Mechanical stress-induced heat shock protein 70 expression in vascular smooth muscle cells is regulated by Rac and Ras small G proteins but not mitogen-activated protein kinases.

-Previous studies have documented that acute elevation in blood pressure results in heat shock protein (hsp) 70-mRNA expression followed by hsp70-protein production in rat aortas. In this article, we provide evidence that mechanical forces evoke rapid activation of heat shock transcription factor (HSF) and hsp70 accumulation. In our study, Western blot analysis demonstrated that hsp70-protein induction peaked between 6 and 12 hours after treatment with cyclic stain stress (60 cycles/minute, up to 30% elongation). Elevated protein levels were preceded by hsp70-mRNA transcription, which was associated with HSF1 phosphorylation and activation stimulated by mechanical forces, suggesting that the response was regulated at the transcriptional level. Conditioned medium from cyclic strain-stressed vascular smooth muscle cells (VSMCs) did not result in HSF-DNA-binding activation. Furthermore, mitogen-activated protein kinases (MAPKs), including extracellular signal-regulated kinases, c-Jun NH(2)-terminal protein kinases or stress-activated protein kinases, and p38 MAPKs, were also highly activated in response to cyclic strain stress.
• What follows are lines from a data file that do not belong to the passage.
use std::env;
use std::path::PathBuf;

use tracing::warn;

use crate::elo::DEFAULT_K_FACTOR;
use crate::markov::MarkovConfig;
use crate::scoreline::{DEFAULT_CACHE_CAPACITY, DEFAULT_DC_TAU, DEFAULT_MAX_GOALS, ScoreModel};
use crate::strength::DEFAULT_HOME_ADVANTAGE;

const APP_DIR: &str = "matchcast";
const RATINGS_FILE: &str = "team_ratings.parquet";
const CALIBRATION_FILE: &str = "calibration.json";

pub const DEFAULT_HORIZON_SECS: f64 = 600.0;
pub const DEFAULT_TOP_SCORELINES: usize = 5;
const MAX_GOALS_LIMIT: usize = 15;

#[derive(Debug, Clone, PartialEq)]
pub struct EngineConfig {
    /// `None` keeps ratings in memory only.
    pub ratings_path: Option<PathBuf>,
    pub calibration_path: Option<PathBuf>,
    pub max_goals: usize,
    pub model: ScoreModel,
    pub cache_capacity: usize,
    pub k_factor: f64,
    pub home_advantage: f64,
    pub horizon_secs: f64,
    pub top_scorelines: usize,
    pub markov: MarkovConfig,
}

impl Default for EngineConfig {
    fn default() -> Self {
        Self {
            ratings_path: None,
            calibration_path: None,
            max_goals: DEFAULT_MAX_GOALS,
            model: ScoreModel::default(),
            cache_capacity: DEFAULT_CACHE_CAPACITY,
            k_factor: DEFAULT_K_FACTOR,
            home_advantage: DEFAULT_HOME_ADVANTAGE,
            horizon_secs: DEFAULT_HORIZON_SECS,
            top_scorelines: DEFAULT_TOP_SCORELINES,
            markov: MarkovConfig::default(),
        }
    }
}

impl EngineConfig {
    /// Reads `.env.local`/`.env` then the `MATCHCAST_*` variables.
    pub fn from_env() -> Self {
        let _ = dotenvy::from_filename(".env.local");
        let _ = dotenvy::from_filename(".env");
        Self::from_lookup(opt_env)
    }

    /// Builds a config from any key lookup; unparsable values keep their defaults.
    pub fn from_lookup(lookup: impl Fn(&str) -> Option<String>) -> Self {
        let mut cfg = Self::default();
        let data_dir = app_data_dir_with(&lookup);

        cfg.ratings_path = lookup("MATCHCAST_RATINGS_PATH")
            .map(PathBuf::from)
            .or_else(|| data_dir.as_ref().map(|d| d.join(RATINGS_FILE)));
        cfg.calibration_path = lookup("MATCHCAST_CALIBRATION_PATH")
            .map(PathBuf::from)
            .or_else(|| data_dir.as_ref().map(|d| d.join(CALIBRATION_FILE)));

        if let Some(v) = parse_var::<usize>(&lookup, "MATCHCAST_MAX_GOALS") {
            cfg.max_goals = v.clamp(1, MAX_GOALS_LIMIT);
        }
        if let Some(v) = parse_var::<usize>(&lookup, "MATCHCAST_CACHE_CAPACITY") {
            cfg.cache_capacity = v.max(1);
        }
        if let Some(v) = parse_var::<f64>(&lookup, "MATCHCAST_K_FACTOR").filter(|v| *v > 0.0) {
            cfg.k_factor = v;
        }
        if let Some(v) = parse_var::<f64>(&lookup, "MATCHCAST_HORIZON_SECS").filter(|v| *v > 0.0) {
            cfg.horizon_secs = v;
        }
        if let Some(v) =
            parse_var::<f64>(&lookup, "MATCHCAST_HOME_ADVANTAGE").filter(|v| *v >= 1.0)
        {
            cfg.home_advantage = v;
        }

        let tau = parse_var::<f64>(&lookup, "MATCHCAST_DC_TAU").unwrap_or(DEFAULT_DC_TAU);
        let rho = parse_var::<f64>(&lookup, "MATCHCAST_BIVARIATE_RHO")
            .unwrap_or(0.0)
            .max(0.0);
        if let Some(mode) = lookup("MATCHCAST_SCORE_MODEL") {
            match ScoreModel::parse(&mode, tau, rho) {
                Some(model) => cfg.model = model,
                None => warn!(mode = %mode, "unknown MATCHCAST_SCORE_MODEL, keeping dc"),
            }
        } else {
            cfg.model = ScoreModel::DixonColes { tau };
        }

        if let Some(path) = lookup("MATCHCAST_MARKOV_CONFIG").map(PathBuf::from) {
            match MarkovConfig::from_json_file(&path) {
                Ok(markov) => cfg.markov = markov,
                Err(err) => warn!(
                    error = %format!("{err:#}"),
                    "markov config unusable, using defaults"
                ),
            }
        }

        cfg
    }
}

fn opt_env(key: &str) -> Option<String> {
    env::var(key).ok().and_then(|val| {
        if val.trim().is_empty() {
            None
        } else {
            Some(val)
        }
    })
}

fn parse_var<T: std::str::FromStr>(
    lookup: &impl Fn(&str) -> Option<String>,
    key: &str,
) -> Option<T> {
    let raw = lookup(key)?;
    match raw.trim().parse::<T>() {
        Ok(v) => Some(v),
        Err(_) => {
            warn!(key, value = %raw, "ignoring unparsable setting");
            None
        }
    }
}

/// `$XDG_DATA_HOME/matchcast`, falling back to `~/.local/share/matchcast`.
fn app_data_dir_with(lookup: &impl Fn(&str) -> Option<String>) -> Option<PathBuf> {
    if let Some(base) = lookup("XDG_DATA_HOME").filter(|b| !b.trim().is_empty()) {
        return Some(PathBuf::from(base).join(APP_DIR));
    }
    let home = lookup("HOME").filter(|h| !h.trim().is_empty())?;
    Some(
        PathBuf::from(home)
            .join(".local")
            .join("share")
            .join(APP_DIR),
    )
}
Inhibition of extracellular signal-regulated kinase and p38-MAPK activation by their specific inhibitors (PD 98059 and SB 202190) did not influence HSF1 activation. Interestingly, VSMC lines stably expressing dominant-negative rac (rac N17) abolished hsp-protein production and HSF1 activation induced by cyclic strain stress, whereas a significant reduction of hsp70 expression was seen in ras N17-transfected VSMC lines. Thus, our findings demonstrate that cyclic strain stress-induced hsp70 expression is mediated by HSF1 activation and regulated by rac and ras GTP-binding proteins. Induction of hsp70 could be important in maintaining VSMC homeostasis during vascular remodeling in response to hemodynamic stimulation.